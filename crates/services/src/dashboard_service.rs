use std::sync::Arc;

use learnify_core::model::{LearnerProfile, ProgressItem, Topic, WeeklyGoal};
use storage::repository::CatalogRepository;

use crate::error::DashboardError;

/// Everything the dashboard page renders, read in one go.
#[derive(Clone, Debug, PartialEq, Eq)]
pub struct DashboardSnapshot {
    pub profile: LearnerProfile,
    pub topics: Vec<Topic>,
    pub progress: Vec<ProgressItem>,
    pub goal: WeeklyGoal,
    pub trend_percent: i32,
}

#[derive(Clone)]
pub struct DashboardService {
    catalog: Arc<dyn CatalogRepository>,
}

impl DashboardService {
    #[must_use]
    pub fn new(catalog: Arc<dyn CatalogRepository>) -> Self {
        Self { catalog }
    }

    /// Load the dashboard content from the catalog.
    ///
    /// # Errors
    ///
    /// Returns `DashboardError` if any part of the catalog cannot be read.
    pub async fn load(&self) -> Result<DashboardSnapshot, DashboardError> {
        let profile = self.catalog.learner_profile().await?;
        let topics = self.catalog.list_topics().await?;
        let progress = self.catalog.list_progress().await?;
        let goal = self.catalog.weekly_goal().await?;
        let trend_percent = self.catalog.weekly_trend_percent().await?;
        tracing::debug!(
            topics = topics.len(),
            progress = progress.len(),
            "loaded dashboard catalog"
        );

        Ok(DashboardSnapshot {
            profile,
            topics,
            progress,
            goal,
            trend_percent,
        })
    }
}
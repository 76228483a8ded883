use dioxus::prelude::*;

use crate::theme::{root_class, use_color_mode};
use crate::views::DashboardView;

#[component]
pub fn App() -> Element {
    rsx! {
        document::Stylesheet { href: asset!("/assets/style.css") }
        document::Title { "Learnify" }

        ThemedShell {
            ErrorBoundary {
                handle_error: |errors: ErrorContext| rsx! {
                    div { class: "fatal",
                        h1 { "Something went wrong" }
                        pre { "{errors:?}" }
                    }
                },
                DashboardView {}
            }
        }
    }
}

/// Root container carrying the applied color mode as a CSS class.
#[component]
pub fn ThemedShell(children: Element) -> Element {
    let mode = use_color_mode();
    let mode = mode();
    let class = root_class(mode);
    let mode_name = mode.as_str();

    rsx! {
        div { class: "{class}", "data-theme": "{mode_name}",
            {children}
        }
    }
}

========

• Assigned task: Go through the records and repeat each one exactly as written.

• Output of the exercise:
filename crates/services/src/dashboard_service.rs
use std::sync::Arc;

use learnify_core::model::{LearnerProfile, ProgressItem, Topic, WeeklyGoal};
use storage::repository::CatalogRepository;

use crate::error::DashboardError;

/// Everything the dashboard page renders, read in one go.
#[derive(Clone, Debug, PartialEq, Eq)]
pub struct DashboardSnapshot {
    pub profile: LearnerProfile,
    pub topics: Vec<Topic>,
    pub progress: Vec<ProgressItem>,
    pub goal: WeeklyGoal,
    pub trend_percent: i32,
}

#[derive(Clone)]
pub struct DashboardService {
    catalog: Arc<dyn CatalogRepository>,
}

impl DashboardService {
    #[must_use]
    pub fn new(catalog: Arc<dyn CatalogRepository>) -> Self {
        Self { catalog }
    }

    /// Load the dashboard content from the catalog.
    ///
    /// # Errors
    ///
    /// Returns `DashboardError` if any part of the catalog cannot be read.
    pub async fn load(&self) -> Result<DashboardSnapshot, DashboardError> {
        let profile = self.catalog.learner_profile().await?;
        let topics = self.catalog.list_topics().await?;
        let progress = self.catalog.list_progress().await?;
        let goal = self.catalog.weekly_goal().await?;
        let trend_percent = self.catalog.weekly_trend_percent().await?;
        tracing::debug!(
            topics = topics.len(),
            progress = progress.len(),
            "loaded dashboard catalog"
        );

        Ok(DashboardSnapshot {
            profile,
            topics,
            progress,
            goal,
            trend_percent,
        })
    }
}
repository 76228483a8ded883
use dioxus::prelude::*;

use crate::theme::{root_class, use_color_mode};
use crate::views::DashboardView;

#[component]
pub fn App() -> Element {
    rsx! {
        document::Stylesheet { href: asset!("/assets/style.css") }
        document::Title { "Learnify" }

        ThemedShell {
            ErrorBoundary {
                handle_error: |errors: ErrorContext| rsx! {
                    div { class: "fatal",
                        h1 { "Something went wrong" }
                        pre { "{errors:?}" }
                    }
                },
                DashboardView {}
            }
        }
    }
}

/// Root container carrying the applied color mode as a CSS class.
#[component]
pub fn ThemedShell(children: Element) -> Element {
    let mode = use_color_mode();
    let mode = mode();
    let class = root_class(mode);
    let mode_name = mode.as_str();

    rsx! {
        div { class: "{class}", "data-theme": "{mode_name}",
            {children}
        }
    }
}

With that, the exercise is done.